Information is almost a part of our diet at this stage. As a matter of fact, an extension of our respiratory system could be a closer comparison such is our daily rate of consumption. Apparently we intake 174 newspapers worth of information a day (Alleyne, R. 2011). In order to retain some of it, our interests often serve as a filtering system. A lot of what Martin Curley (Vice President – Intel) said really stuck with me. I thought his dissection of Moore’s Law and the comparison he made between it and the airline industry was thought-provoking. As well as this it was interesting how he pointed out that “older bastions” such as the education system were not moving on with the times to a similar measure as other aspects of life. Upon considering this afterwards I thought what a prospect it would be to witness the acceleration of technological advancement should it be implicated at a higher level into the learning process in our schools. It is already happening organically as Clare Dillon (Developer and Platform Group – Microsoft) illustrated through her anecdote on her baby’s tablet skills. One other idea, though slightly undeveloped was interesting too. Martin Curley’s description of Intel’s goal to “enrich the lives of everyone on the planet” and his reference to Red Bull’s “space program” show that the influence and power of multi-nationals is growing rather than receding. I thought the fact that businesses are now established in an unprecedented level of authority was a noteworthy piece of information.
Constantine Gurdgiev is clearly an accomplished economist. I am evidently not one with sufficient grasp of such matters to challenge his economic concepts. However, I must say that in (and indeed perhaps because of) the limited level of understanding that I have, I was left wondering by some of his ideas. For example, if we gear transport systems towards higher earning professionals, will there be benefits for the less financially well off of the country? Also, although I feel that we should welcome and celebrate success, what level of endorsement do we need to establish in order to accommodate for the more prosperous people in society? I’m sure Constantine has answers to these questions and his points must be understood in context but I thought it valid to include them. I certainly see where he is coming from with regard to his criticisms of Ireland’s bankruptcy laws though. Back in 2009, before proposed reform (McGee. H, 2012) the Irish Independent ran a story detailing how prominent business men were seeking domicile elsewhere in order to avoid Ireland’s bankruptcy laws which “are loathed by creditors and debtors alike” and according to Gavin Simons, partner and head of Corporate Restructuring and Insolvency at law firm BCM Hanby Wallace “serve no one” (McDonald. D, 2009). It seems that with the probability of a greater level of businesses failing like Constantine predicted, we will need to be careful not to discourage entrepreneurship through out of date financial penalties.
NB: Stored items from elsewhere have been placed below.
//! # Airborne - Main Entry Point
//!
//! Hosts the Airborne simulation kernel: parses the command line, loads the
//! TOML configuration, sets up logging and runs the game loop until a
//! termination signal arrives.
//!
//! ## Quick Start
//!
//! ```bash
//! # Run with default configuration
//! airborne
//!
//! # Specify custom configuration
//! airborne --config c172.toml
//!
//! # Override timing, run a fixed number of frames
//! airborne --physics-hz 120 --target-fps 0 --frames 3600
//!
//! # JSON logging
//! airborne --json-logs
//! ```
//!
//! ## Configuration
//!
//! The host loads configuration from a TOML file (default: `config.toml`).
//! If the file doesn't exist, a default configuration will be created.
//!
//! ## Signal Handling
//!
//! SIGINT and SIGTERM stop the loop at the next frame boundary and unload
//! every plugin in reverse load order. A second signal exits immediately.

use tracing::error;

pub mod app;
pub mod cli;
pub mod config;
pub mod diagnostics;
pub mod logging;
pub mod signals;

use app::Application;
use cli::CliArgs;
use config::AppConfig;

/// Runs the host.
///
/// Exits the process with status 1 on a startup or runtime error. Called from
/// `main` inside the tokio runtime.
pub async fn init() -> Result<(), Box<dyn std::error::Error>> {
    let args = CliArgs::parse();

    // Load configuration to get logging settings
    let config = AppConfig::load_from_file(&args.config_path)
        .await
        .unwrap_or_default();

    let mut logging_settings = config.logging;
    if let Some(level) = &args.log_level {
        logging_settings.level = level.clone();
    }
    if let Err(e) = logging::setup_logging(&logging_settings, args.json_logs) {
        eprintln!("❌ Failed to setup logging: {e}");
        std::process::exit(1);
    }

    match Application::new(args).await {
        Ok(app) => {
            if let Err(e) = app.run().await {
                error!("❌ Application error: {e}");
                std::process::exit(1);
            }
        }
        Err(e) => {
            error!("❌ Failed to start application: {e}");
            std::process::exit(1);
        }
    }

    Ok(())
}

pub use config::{InputSettings, LoggingSettings, SimulationSettings};
pub use diagnostics::{DiagnosticsFactory, DiagnosticsPlugin};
Computers in the future might weigh no more than 1.5 tons – Popular Mechanics (1949).
Back in 2009, Boomsberg Business Week Magazine ran an article saying that ‘Cloud Computing’ was “shaping up to be one of the most significant advances in the computing universe in decades” (Hamm. H, 2009). Before the first day of DICE, I had never heard of the term ‘Cloud Computing’. The computing world wasn’t been waiting around for more technologically lethargic individuals like me to catch up. With the prospects shown by Clare Dillon in her “a vision of the future” video, it seems it remains hesitant to extend the courtesy. “Get Digital” sparked interest and left me wondering on some things. Perhaps it can be said though that its most important contribution to my train of thought was the reaffirmation that in order to compete in the business world, you have to stay up to date with how fast technology is changing things. Which by the looks of things, takes a significant level of stamina. A more appropriate conclusion on the seminar cannot be found than that of Fergus Gloster, (Marketing Director Europe -Marketo) “Matches end, this doesn’t”.